* Task statement *
Please restate, exactly as written, the lines running from the beginning of the material through the line that has "pub struct ReconciliationParams" in it.

* Exercise data *
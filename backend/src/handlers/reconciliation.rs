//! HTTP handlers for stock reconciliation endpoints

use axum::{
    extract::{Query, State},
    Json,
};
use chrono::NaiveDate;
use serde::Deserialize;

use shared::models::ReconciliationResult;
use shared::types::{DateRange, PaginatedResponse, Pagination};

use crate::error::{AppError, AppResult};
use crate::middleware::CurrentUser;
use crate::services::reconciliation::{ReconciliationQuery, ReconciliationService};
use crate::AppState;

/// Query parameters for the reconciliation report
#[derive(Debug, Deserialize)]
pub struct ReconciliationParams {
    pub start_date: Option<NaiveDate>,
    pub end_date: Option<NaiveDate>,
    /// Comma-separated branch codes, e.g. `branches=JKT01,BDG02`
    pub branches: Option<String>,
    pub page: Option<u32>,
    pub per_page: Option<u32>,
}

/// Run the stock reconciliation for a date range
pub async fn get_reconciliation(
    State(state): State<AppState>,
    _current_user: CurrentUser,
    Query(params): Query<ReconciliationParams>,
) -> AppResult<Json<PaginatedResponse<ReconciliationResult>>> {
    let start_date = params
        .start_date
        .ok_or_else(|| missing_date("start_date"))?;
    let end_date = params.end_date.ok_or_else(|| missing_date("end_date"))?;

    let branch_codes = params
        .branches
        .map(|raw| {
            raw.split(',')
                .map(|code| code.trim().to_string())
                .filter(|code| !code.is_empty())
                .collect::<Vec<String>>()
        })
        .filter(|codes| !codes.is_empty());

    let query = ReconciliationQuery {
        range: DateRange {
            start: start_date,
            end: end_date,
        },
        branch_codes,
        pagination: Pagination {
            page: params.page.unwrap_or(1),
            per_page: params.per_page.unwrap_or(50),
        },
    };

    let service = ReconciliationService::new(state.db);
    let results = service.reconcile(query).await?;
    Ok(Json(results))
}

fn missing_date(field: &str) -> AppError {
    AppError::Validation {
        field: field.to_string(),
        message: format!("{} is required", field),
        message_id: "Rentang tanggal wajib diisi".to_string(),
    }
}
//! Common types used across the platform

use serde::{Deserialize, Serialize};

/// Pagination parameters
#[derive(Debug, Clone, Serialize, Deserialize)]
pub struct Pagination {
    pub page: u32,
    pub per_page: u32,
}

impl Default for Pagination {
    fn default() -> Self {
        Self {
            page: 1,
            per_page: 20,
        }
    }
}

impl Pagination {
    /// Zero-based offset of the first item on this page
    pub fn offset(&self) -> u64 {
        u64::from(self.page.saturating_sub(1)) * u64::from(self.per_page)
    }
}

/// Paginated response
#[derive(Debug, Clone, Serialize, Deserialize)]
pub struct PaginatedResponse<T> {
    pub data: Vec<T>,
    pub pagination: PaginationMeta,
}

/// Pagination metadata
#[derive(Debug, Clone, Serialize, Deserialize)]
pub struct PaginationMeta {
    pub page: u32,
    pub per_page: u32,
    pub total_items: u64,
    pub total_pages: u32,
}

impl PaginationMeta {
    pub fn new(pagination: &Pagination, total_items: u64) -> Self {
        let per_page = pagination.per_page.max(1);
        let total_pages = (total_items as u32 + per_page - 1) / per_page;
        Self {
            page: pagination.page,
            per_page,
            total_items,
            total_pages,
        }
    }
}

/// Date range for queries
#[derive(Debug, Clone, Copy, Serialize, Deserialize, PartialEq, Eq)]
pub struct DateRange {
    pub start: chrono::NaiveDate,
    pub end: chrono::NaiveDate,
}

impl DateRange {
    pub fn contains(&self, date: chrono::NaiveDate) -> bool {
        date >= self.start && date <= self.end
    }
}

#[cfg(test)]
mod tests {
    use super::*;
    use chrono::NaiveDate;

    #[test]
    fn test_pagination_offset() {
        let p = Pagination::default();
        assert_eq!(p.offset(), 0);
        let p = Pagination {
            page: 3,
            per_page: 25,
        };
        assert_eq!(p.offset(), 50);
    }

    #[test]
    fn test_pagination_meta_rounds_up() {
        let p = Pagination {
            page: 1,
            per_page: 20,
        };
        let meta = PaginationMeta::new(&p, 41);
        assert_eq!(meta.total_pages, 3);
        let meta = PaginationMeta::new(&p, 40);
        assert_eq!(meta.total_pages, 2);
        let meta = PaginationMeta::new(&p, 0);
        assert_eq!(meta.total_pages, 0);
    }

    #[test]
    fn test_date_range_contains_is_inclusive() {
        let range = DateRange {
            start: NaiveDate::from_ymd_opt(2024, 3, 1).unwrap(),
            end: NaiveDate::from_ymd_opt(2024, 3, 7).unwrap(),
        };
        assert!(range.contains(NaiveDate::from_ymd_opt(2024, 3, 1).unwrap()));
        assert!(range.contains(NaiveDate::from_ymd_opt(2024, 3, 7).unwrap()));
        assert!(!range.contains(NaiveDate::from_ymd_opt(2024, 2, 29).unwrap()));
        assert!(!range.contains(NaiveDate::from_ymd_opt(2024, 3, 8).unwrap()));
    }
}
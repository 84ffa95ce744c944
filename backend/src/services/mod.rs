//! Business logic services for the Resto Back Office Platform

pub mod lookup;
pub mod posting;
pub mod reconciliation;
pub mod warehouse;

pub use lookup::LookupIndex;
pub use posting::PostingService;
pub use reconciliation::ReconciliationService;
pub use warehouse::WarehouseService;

* Exercise output *
filename backend/src/handlers/reconciliation.rs
//! HTTP handlers for stock reconciliation endpoints

use axum::{
    extract::{Query, State},
    Json,
};
use chrono::NaiveDate;
use serde::Deserialize;

use shared::models::ReconciliationResult;
use shared::types::{DateRange, PaginatedResponse, Pagination};

use crate::error::{AppError, AppResult};
use crate::middleware::CurrentUser;
use crate::services::reconciliation::{ReconciliationQuery, ReconciliationService};
use crate::AppState;

/// Query parameters for the reconciliation report
#[derive(Debug, Deserialize)]
pub struct ReconciliationParams {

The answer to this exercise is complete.